Obote himself was like a man possessed. In his 25 years of guiding up the mountain this was the only group to summit together with no severe altitude sickness.
Twenty minutes maximum was allowed at the summit because internal organs get unhappy and start to break down. (I didn’t need any convincing to leave after I heard those words).
Some people on the summit didn’t get the chance to take photos because their camera batteries had drained with the cold -20 degrees centigrade.
After nine hours of climbing and celebrating it was time to head back to Barafu Campsite – 3.1/2 hours back down the mountain. After a quick rest at the camp it was pack-up time and on to Millenium Camp for a good night’s sleep. We had been climbing and walking for 20 hours.
The descent was 2,000m and definitely tough on the knees and toes. But hey, who cared, everyone was high on adrenalin and we’d just waved to the world from the summit of Mt Kilimanjaro!
On the way down from Uhluru Peak we passed very close to the spectacular 10,000 year old glaciers and ice cliffs that still take up most of the summit area. They are HUGE.
We literally skied down the slopes from the summit on the scree (volcanic ash and stones) using our feet for skiis! I was hanging on to Donald (guide) for grim death as it wasn’t as easy for me as the young ones. Oh and I did get a present at the summit as promised – a bead bracelet in the colours of Kenya which I still have today.
Everyone found sleep difficult that night. So much excitement – words and personal stories were tumbling out of mouths with the excitement of our personal achievement. Making the summit of Mt Kilimanjaro when many others hadn’t been so lucky. Then suddenly……conquering Mt Everest was on everyone’s list – except mine!
The last day of walking
We were woken up at 4 am thinking we were in the middle of an earthquake. But no – it was the deep reverberations of humming by our African porters coming through the ground and our bodies. Then the singing started – the songs of Africa. We just laid there listening for about half an hour – what a surreal experience we were living.
Their happiness was contagious, spurred on because it was their last trek for the season and home was getting close.
After breakfast there were thank you speeches and tips handed out individually to the guides, porters and cooks (all 32 of them). My daughter did the lions share of this but thoroughly enjoyed the experience. (I think!)
After a final five hours of walking we arrived at Mweka for lunch and a beer with our support crew.
Back at the hotel, there were showers and hair washes – the first in TEN DAYS followed by massages of legs – particularly calf muscles.

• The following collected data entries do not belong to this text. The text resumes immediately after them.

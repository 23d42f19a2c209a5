//! Assembles the raw source lines after a documentation trigger into one
//! logical expression.

use crate::error::ParserError;

/// How many source lines are read before giving up.
pub const DEFAULT_MAX_LINES: usize = 20;

/// Join lines until the declaration ends.
///
/// A declaration ends at the first `{`, `;` or bare `:` (not part of `::`)
/// outside parentheses; that character and the rest of its line are
/// dropped. A lone `*` first line and a leading `*/` are editor artifacts of
/// the comment that was just opened and are skipped, as are blank lines
/// before any text. When `lines` runs out first, whatever was collected is
/// the result.
///
/// # Errors
///
/// [`ParserError::BoundedScanExceeded`] when `max_lines` lines pass without
/// an end, [`ParserError::EmptyInput`] when no text was found at all.
pub fn logical_line<I, S>(lines: I, max_lines: usize) -> Result<String, ParserError>
where
    I: IntoIterator<Item = S>,
    S: AsRef<str>,
{
    let mut lines = lines.into_iter();
    let mut text = String::new();
    let mut depth = 0i32;

    for index in 0..max_lines {
        let Some(raw) = lines.next() else {
            return finish(text);
        };
        let mut line = raw.as_ref().trim();

        if index == 0 && line == "*" {
            continue;
        }
        if text.is_empty() {
            if let Some(rest) = line.strip_prefix("*/") {
                line = rest.trim_start();
            }
            if line.is_empty() {
                continue;
            }
        }

        if let Some(end) = terminator(line, &mut depth) {
            append(&mut text, &line[..end]);
            return finish(text);
        }
        append(&mut text, line);
    }

    if lines.next().is_none() {
        return finish(text);
    }
    Err(ParserError::BoundedScanExceeded { max_lines })
}

fn append(text: &mut String, line: &str) {
    if !text.is_empty() {
        text.push('\n');
    }
    text.push_str(line);
}

fn finish(text: String) -> Result<String, ParserError> {
    let trimmed = text.trim();
    if trimmed.is_empty() {
        return Err(ParserError::EmptyInput);
    }
    Ok(trimmed.to_string())
}

/// Byte offset of the first unnested `{`, `;` or bare `:` in `line`.
/// `depth` carries the parenthesis nesting across lines.
fn terminator(line: &str, depth: &mut i32) -> Option<usize> {
    let bytes = line.as_bytes();
    for (index, &byte) in bytes.iter().enumerate() {
        match byte {
            b'(' => *depth += 1,
            b')' => *depth -= 1,
            b'{' | b';' if *depth == 0 => return Some(index),
            b':' if *depth == 0 => {
                let previous = index.checked_sub(1).and_then(|i| bytes.get(i));
                let next = bytes.get(index + 1);
                if previous != Some(&b':') && next != Some(&b':') {
                    return Some(index);
                }
            }
            _ => {}
        }
    }
    None
}
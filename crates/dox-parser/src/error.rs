//! Parser error types for dox-parser.

use crate::token::TokenKind;

/// Errors that can occur while turning source text into a [`Declaration`].
///
/// Every variant is a "not a parseable declaration" outcome: callers are
/// expected to skip comment generation rather than surface the error.
///
/// [`Declaration`]: crate::Declaration
#[derive(Debug, Clone, PartialEq, Eq, thiserror::Error)]
pub enum ParserError {
    #[error("No end of declaration found within {max_lines} lines")]
    BoundedScanExceeded { max_lines: usize },

    #[error("No declaration text found after the trigger line")]
    EmptyInput,

    #[error("Next token could not be determined: {remaining}")]
    UnrecognizedToken { remaining: String },

    #[error("Multiple token kinds {kinds:?} match: {remaining}")]
    AmbiguousToken {
        kinds: Vec<TokenKind>,
        remaining: String,
    },

    #[error("No match found for an opening parenthesis")]
    UnmatchedOpen,

    #[error("Unmatched closing parenthesis")]
    UnmatchedClose,

    #[error("Argument list not found in declaration")]
    MissingArgumentList,

    #[error("Declaration has a trailing return but no leading `auto`")]
    TrailingReturnWithoutAuto,

    #[error("Too many non-keyword symbols in declarator: unexpected `{symbol}`")]
    TooManySymbols { symbol: String },

    #[error("Malformed constructor/destructor: {reason}")]
    MalformedConstructorDestructor { reason: String },
}
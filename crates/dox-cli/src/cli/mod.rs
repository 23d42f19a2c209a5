use clap::Parser;

pub mod global;
pub mod root_commands;

pub use global::{GlobalFlags, OutputFormat};
pub use root_commands::Commands;

/// Top-level CLI parser for the `doxsig` binary.
#[derive(Debug, Parser)]
#[command(
    name = "doxsig",
    version,
    about = "Extract C/C++ declaration signatures for doc comment skeletons"
)]
pub struct Cli {
    #[command(subcommand)]
    pub command: Commands,

    /// Output format: json, raw
    #[arg(short, long, global = true, default_value = "json")]
    pub format: OutputFormat,

    /// Quiet mode (errors only)
    #[arg(short, long, global = true)]
    pub quiet: bool,

    /// Verbose mode (debug logging)
    #[arg(short, long, global = true)]
    pub verbose: bool,

    /// Lines to scan for the end of a declaration (overrides config)
    #[arg(short, long, global = true)]
    pub max_lines: Option<usize>,
}

impl Cli {
    /// Extract ergonomic global flags struct for command handlers.
    #[must_use]
    pub const fn global_flags(&self) -> GlobalFlags {
        GlobalFlags {
            format: self.format,
            quiet: self.quiet,
            verbose: self.verbose,
            max_lines: self.max_lines,
        }
    }
}
//! Configuration error types.

use thiserror::Error;

#[derive(Debug, Error)]
pub enum ConfigError {
    /// Figment extraction or merge error.
    #[error("Configuration error: {0}")]
    Figment(#[from] figment::Error),

    /// A configuration field has an invalid value.
    #[error("Invalid configuration value for '{field}': {reason}")]
    InvalidValue { field: String, reason: String },
}

impl ConfigError {
    pub(crate) fn invalid(field: &str, reason: impl Into<String>) -> Self {
        Self::InvalidValue {
            field: field.to_string(),
            reason: reason.into(),
        }
    }
}
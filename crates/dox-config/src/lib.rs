//! # dox-config
//!
//! Layered configuration loading for doxsig using figment.
//!
//! Configuration sources (in priority order, highest wins):
//! 1. Environment variables (`DOXSIG_*` prefix, `__` as separator)
//! 2. Project-level `.doxsig/config.toml`
//! 3. User-level `~/.config/doxsig/config.toml`
//! 4. Built-in defaults
//!
//! # Environment Variable Mapping
//!
//! Figment maps `DOXSIG_PARSER__MAX_LINES` -> `parser.max_lines`,
//! `DOXSIG_SMART_TEXT__ENABLED` -> `smart_text.enabled`, etc.
//!
//! # Usage
//!
//! ```no_run
//! use dox_config::DoxConfig;
//!
//! let config = DoxConfig::load_with_dotenv().expect("config");
//! let options = config.parse_options();
//! println!("scanning at most {} lines", options.max_lines);
//! ```

mod error;
mod parser;
mod smart_text;

pub use error::ConfigError;
pub use parser::ParserConfig;
pub use smart_text::SmartTextConfig;

use dox_parser::{ParseOptions, SmartTemplates};
use figment::{
    Figment,
    providers::{Env, Format, Serialized, Toml},
};
use serde::{Deserialize, Serialize};
use std::path::PathBuf;

/// Prefix of every environment variable the config reads.
pub const ENV_PREFIX: &str = "DOXSIG_";

#[derive(Debug, Clone, Default, PartialEq, Eq, Deserialize, Serialize)]
pub struct DoxConfig {
    #[serde(default)]
    pub parser: ParserConfig,
    #[serde(default)]
    pub smart_text: SmartTextConfig,
}

impl DoxConfig {
    /// Load and validate configuration from TOML files and environment
    /// variables.
    ///
    /// Does NOT call `dotenvy`; use [`DoxConfig::load_with_dotenv`] for
    /// `.env` support.
    ///
    /// # Errors
    ///
    /// [`ConfigError::Figment`] for unreadable or mistyped sources,
    /// [`ConfigError::InvalidValue`] when [`DoxConfig::validate`] fails.
    pub fn load() -> Result<Self, ConfigError> {
        Self::from_figment(&Self::figment())
    }

    /// Load configuration with `.env` file support.
    ///
    /// # Errors
    ///
    /// See [`DoxConfig::load`].
    pub fn load_with_dotenv() -> Result<Self, ConfigError> {
        Self::load_dotenv_from_workspace();
        Self::load()
    }

    /// Extract and validate from an already built figment.
    ///
    /// # Errors
    ///
    /// See [`DoxConfig::load`].
    pub fn from_figment(figment: &Figment) -> Result<Self, ConfigError> {
        let config: Self = figment.extract()?;
        config.validate()?;
        Ok(config)
    }

    /// Build the figment provider chain.
    ///
    /// Public so callers can merge their own providers on top.
    #[must_use]
    pub fn figment() -> Figment {
        let mut figment = Figment::from(Serialized::defaults(Self::default()));

        // Layer 1: User-global config
        if let Some(global_path) = Self::global_config_path() {
            if global_path.exists() {
                figment = figment.merge(Toml::file(global_path));
            }
        }

        // Layer 2: Project-local config
        let local_path = PathBuf::from(".doxsig/config.toml");
        if local_path.exists() {
            figment = figment.merge(Toml::file(local_path));
        }

        // Layer 3: Environment variables (highest priority)
        figment.merge(Env::prefixed(ENV_PREFIX).split("__"))
    }

    /// Check values serde cannot.
    ///
    /// # Errors
    ///
    /// [`ConfigError::InvalidValue`] naming the first offending field.
    pub fn validate(&self) -> Result<(), ConfigError> {
        self.parser.validate()?;
        self.smart_text.validate()
    }

    #[must_use]
    pub fn parse_options(&self) -> ParseOptions {
        self.parser.parse_options()
    }

    /// `None` when smart text is disabled.
    #[must_use]
    pub fn smart_templates(&self) -> Option<SmartTemplates> {
        self.smart_text.templates()
    }

    fn global_config_path() -> Option<PathBuf> {
        dirs::config_dir().map(|p| p.join("doxsig").join("config.toml"))
    }

    /// Load `.env` from the workspace root, walking up from
    /// `CARGO_MANIFEST_DIR` when it is set, else from the current directory.
    fn load_dotenv_from_workspace() {
        if let Ok(manifest_dir) = std::env::var("CARGO_MANIFEST_DIR") {
            let mut dir = PathBuf::from(manifest_dir);
            // crate -> crates/ -> workspace
            for _ in 0..3 {
                let env_path = dir.join(".env");
                if env_path.exists() {
                    let _ = dotenvy::from_path(&env_path);
                    return;
                }
                if !dir.pop() {
                    break;
                }
            }
        }

        let _ = dotenvy::dotenv();
    }
}

#[cfg(test)]
mod tests {
    use super::*;
    use pretty_assertions::assert_eq;

    #[test]
    fn default_config_is_valid() {
        let config = DoxConfig::default();
        assert!(config.validate().is_ok());
        assert_eq!(config.parse_options(), ParseOptions::default());
        assert_eq!(config.smart_templates(), Some(SmartTemplates::default()));
    }

    #[test]
    fn defaults_extract_from_bare_figment() {
        let figment = Figment::from(Serialized::defaults(DoxConfig::default()));
        let config = DoxConfig::from_figment(&figment).expect("should extract defaults");
        assert_eq!(config, DoxConfig::default());
    }
}
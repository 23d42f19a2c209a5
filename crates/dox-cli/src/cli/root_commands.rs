use std::path::PathBuf;

use clap::{Args, Subcommand};

/// Top-level command tree.
#[derive(Clone, Debug, Subcommand)]
pub enum Commands {
    /// Parse an already assembled declaration expression.
    Expr(ExprArgs),
    /// Parse the declaration following a line of a source file.
    File(FileArgs),
}

#[derive(Clone, Debug, Args)]
pub struct ExprArgs {
    /// Declaration text, e.g. "int (*idputs(int a, int b))(char *)".
    pub expression: String,
}

#[derive(Clone, Debug, Args)]
pub struct FileArgs {
    /// C or C++ source file.
    pub path: PathBuf,

    /// 1-based line of the documentation trigger; parsing starts on the
    /// line after it.
    #[arg(short = 'n', long)]
    pub line: usize,
}
//! Declaration parser configuration.

use dox_parser::{DEFAULT_MAX_LINES, Keywords, ParseOptions};
use serde::{Deserialize, Serialize};

use crate::error::ConfigError;

const fn default_max_lines() -> usize {
    DEFAULT_MAX_LINES
}

#[derive(Debug, Clone, PartialEq, Eq, Deserialize, Serialize)]
pub struct ParserConfig {
    /// Lines read after the trigger before giving up on finding the end of
    /// the declaration.
    #[serde(default = "default_max_lines")]
    pub max_lines: usize,

    /// Project macros dropped from types like `inline` (e.g. `API_EXPORT`).
    #[serde(default)]
    pub extra_strip_keywords: Vec<String>,

    /// Words kept in types but never taken as a name.
    #[serde(default)]
    pub extra_type_keywords: Vec<String>,
}

impl Default for ParserConfig {
    fn default() -> Self {
        Self {
            max_lines: default_max_lines(),
            extra_strip_keywords: Vec::new(),
            extra_type_keywords: Vec::new(),
        }
    }
}

impl ParserConfig {
    pub(crate) fn validate(&self) -> Result<(), ConfigError> {
        if self.max_lines == 0 {
            return Err(ConfigError::invalid("parser.max_lines", "must be at least 1"));
        }

        let keywords = self
            .extra_strip_keywords
            .iter()
            .map(|k| ("parser.extra_strip_keywords", k))
            .chain(
                self.extra_type_keywords
                    .iter()
                    .map(|k| ("parser.extra_type_keywords", k)),
            );
        for (field, keyword) in keywords {
            if keyword.is_empty() || keyword.contains(char::is_whitespace) {
                return Err(ConfigError::invalid(
                    field,
                    format!("'{keyword}' is not a single word"),
                ));
            }
        }
        Ok(())
    }

    /// Options for one parse with these settings.
    #[must_use]
    pub fn parse_options(&self) -> ParseOptions {
        ParseOptions {
            max_lines: self.max_lines,
            keywords: Keywords::with_extra(
                self.extra_strip_keywords.iter().cloned(),
                self.extra_type_keywords.iter().cloned(),
            ),
        }
    }
}

#[cfg(test)]
mod tests {
    use super::*;
    use pretty_assertions::assert_eq;

    #[test]
    fn defaults_are_correct() {
        let config = ParserConfig::default();
        assert_eq!(config.max_lines, 20);
        assert!(config.extra_strip_keywords.is_empty());
        assert!(config.extra_type_keywords.is_empty());
        assert!(config.validate().is_ok());
    }

    #[test]
    fn zero_budget_is_rejected() {
        let config = ParserConfig {
            max_lines: 0,
            ..ParserConfig::default()
        };
        assert!(matches!(
            config.validate(),
            Err(ConfigError::InvalidValue { field, .. }) if field == "parser.max_lines"
        ));
    }

    #[test]
    fn multi_word_keyword_is_rejected() {
        let config = ParserConfig {
            extra_type_keywords: vec!["long long".to_string()],
            ..ParserConfig::default()
        };
        assert!(matches!(
            config.validate(),
            Err(ConfigError::InvalidValue { field, .. }) if field == "parser.extra_type_keywords"
        ));
    }

    #[test]
    fn extra_keywords_reach_parse_options() {
        let config = ParserConfig {
            max_lines: 5,
            extra_strip_keywords: vec!["API_EXPORT".to_string()],
            extra_type_keywords: vec!["__far".to_string()],
        };
        let options = config.parse_options();
        assert_eq!(options.max_lines, 5);
        assert!(options.keywords.is_strip("API_EXPORT"));
        assert!(options.keywords.is_strip("inline"));
        assert!(options.keywords.is_keyword("__far"));
        assert!(!options.keywords.is_strip("__far"));
    }
}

We unanimously decided it had been the toughest physical challenge of our lives – AND also the most rewarding!
Next stop…on Safari!
Success (for the two of us) was followed by a four day safari in the Ngorongoro Crater, Tarangira and Lake Manyara Nationa Parks in search of our favourite creatures – elephants.
Statistics to Consider Before Climbing Mt Kilimanjaro.
The following statistics highlight the benefit of taking the longer Shira Route rather than the shorter 5 or 6 day climbs:
Success rate on summiting:
- All climbers, all routes 55%
- All climbers, all 5 day routes 27%
- All climbers, all 6 day routes 44%
- All climbers, all 7 days routes 64%
- All climbers, all 8 day routes 85%
- 3-7 deaths a year
Need to Know:
- Best time to travel is between June and October (we went in September)F
- Fitness is crucial – allow 3-6 months to build up physical (and mental) fitness, e.g. stairwalks, hiking hills in your neighbourhood a few times a week – including inclines and declines.
Need to Take:
- – Diamox
– The right gear, it gets freezing at night and on the summit. Climb Kilimanjaro Guide
Put Mt Kilimanjaro on your bucket list with your kids or grandkids – it’s a once in a lifetime experience with a satisfaction second to none.